Turkey, where social networks are regime’s new guard dogs

Turkey’s iron-hand ruler Recep Tayyip Erdoğan and his Justice and Development Party (AKP) have been enjoying an incontestable power which gradually converts itself to an autocratic regime. The roots of AKP’s unshakeable reign are widely debated; it could be the traditional rural Turkish culture, the religion, the sustainable poverty neatly imposed on the society and turning an entire nation into a charity case, or all of the above… However one aspect of Turkey’s Islamist-conservative regime is rather overlooked; its dependence on social networks.
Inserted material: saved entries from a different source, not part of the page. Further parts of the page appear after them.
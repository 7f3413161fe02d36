//! Tier 2: keyword heuristics for pages without a usable state block.

use std::sync::LazyLock;

use regex::Regex;
use scraper::{Html, Selector};

/// An availability signal found by keyword matching.
#[derive(Debug, Clone, PartialEq, Eq)]
pub(crate) struct Signal {
    pub in_stock: bool,
    /// The text that matched, kept for logs.
    pub evidence: String,
}

static SCRIPT_FLAG: LazyLock<Regex> = LazyLock::new(|| {
    Regex::new(
        r#"(?i)(?P<pos>"in_stock"\s*:\s*true|"availability"\s*:\s*"(?:in stock|available|https?://schema\.org/(?:InStock|LimitedAvailability))")|(?P<neg>"in_stock"\s*:\s*false|"availability"\s*:\s*"(?:out of stock|unavailable|https?://schema\.org/(?:OutOfStock|SoldOut|Discontinued))")"#,
    )
    .expect("valid regex")
});

static INLINE_SCRIPT: LazyLock<Selector> =
    LazyLock::new(|| Selector::parse("script:not([src])").expect("valid selector"));

/// Phrases that mean the product cannot be bought. Checked before
/// [`POSITIVE_PHRASES`].
const NEGATIVE_PHRASES: [&str; 8] = [
    "tükendi",
    "stokta yok",
    "stokta bulunmuyor",
    "ürün bulunamadı",
    "out of stock",
    "sold out",
    "product not found",
    "currently unavailable",
];

const POSITIVE_PHRASES: [&str; 4] = ["sepete ekle", "add to bag", "add to cart", "sepete at"];

/// Scans inline scripts in document order. Within a script the earliest
/// explicit flag wins, whether positive or negative.
pub(crate) fn scan_script_flags(document: &Html) -> Option<Signal> {
    document.select(&INLINE_SCRIPT).find_map(|script| {
        let text: String = script.text().collect();
        let caps = SCRIPT_FLAG.captures(&text)?;
        Some(Signal {
            in_stock: caps.name("pos").is_some(),
            evidence: caps[0].to_string(),
        })
    })
}

/// Scans the visible page text. Negative phrases win over positive ones
/// regardless of where they appear.
pub(crate) fn scan_page_text(document: &Html) -> Option<Signal> {
    let text = visible_text(document);
    first_phrase(&text, &NEGATIVE_PHRASES, false)
        .or_else(|| first_phrase(&text, &POSITIVE_PHRASES, true))
}

fn first_phrase(text: &str, phrases: &[&str], in_stock: bool) -> Option<Signal> {
    phrases
        .iter()
        .find(|p| text.contains(&fold_case(p)))
        .map(|p| Signal {
            in_stock,
            evidence: (*p).to_string(),
        })
}

/// Lowercases and folds the Turkish dotted/dotless `i` pair to plain `i`,
/// so `BULUNAMADI` and `bulunamadı` compare equal.
pub(crate) fn fold_case(s: &str) -> String {
    s.chars()
        .map(|c| match c {
            'I' | 'İ' | 'ı' => 'i',
            other => other,
        })
        .collect::<String>()
        .to_lowercase()
}

/// Case-folded text (see [`fold_case`]) of every node outside `script`/
/// `style`/`noscript`/`template`, with whitespace collapsed to single spaces.
pub(crate) fn visible_text(document: &Html) -> String {
    let mut raw = String::new();
    for node in document.root_element().descendants() {
        let Some(text) = node.value().as_text() else {
            continue;
        };
        let hidden = node.ancestors().any(|a| {
            a.value().as_element().is_some_and(|e| {
                matches!(e.name(), "script" | "style" | "noscript" | "template")
            })
        });
        if !hidden {
            raw.push_str(text);
            raw.push(' ');
        }
    }
    fold_case(&raw.split_whitespace().collect::<Vec<_>>().join(" "))
}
AKP considers itself to be a descendant of both Adnan Menderes’s Democrat Party of the 1950’s and Necmettin Erbakan’s National Viewpoint movement of the 1970’s to the 90’s. The party indubitably inherits most of its populist and conservative tendencies from these two political movements; however more crucially, it happens to own the social networks consolidated by these two against the army-backed Kemalist state for decades. These networks are composed of all walks of traditional rural life; from poor villagers to rich landowners turned into businessmen (aka. Anatolian Tigers) mostly by reappropriating wealth of non-Muslim bourgeoisie “cleansed off” the Anatolian territory. These networks of Anatolian Tigers has been existant for decades, however it was AKP who replaced them with their secular rivals dominating the market. As a matter of fact, AKP integrated these networks into the public-private joint capital so irreversibly that the system could never work properly without these networks and the party-state coordinating them. A project called Mülksüzleştirme Ağları / Networks of Dispossession based on Graph Commons network mapping tool, aims to visualize these networks.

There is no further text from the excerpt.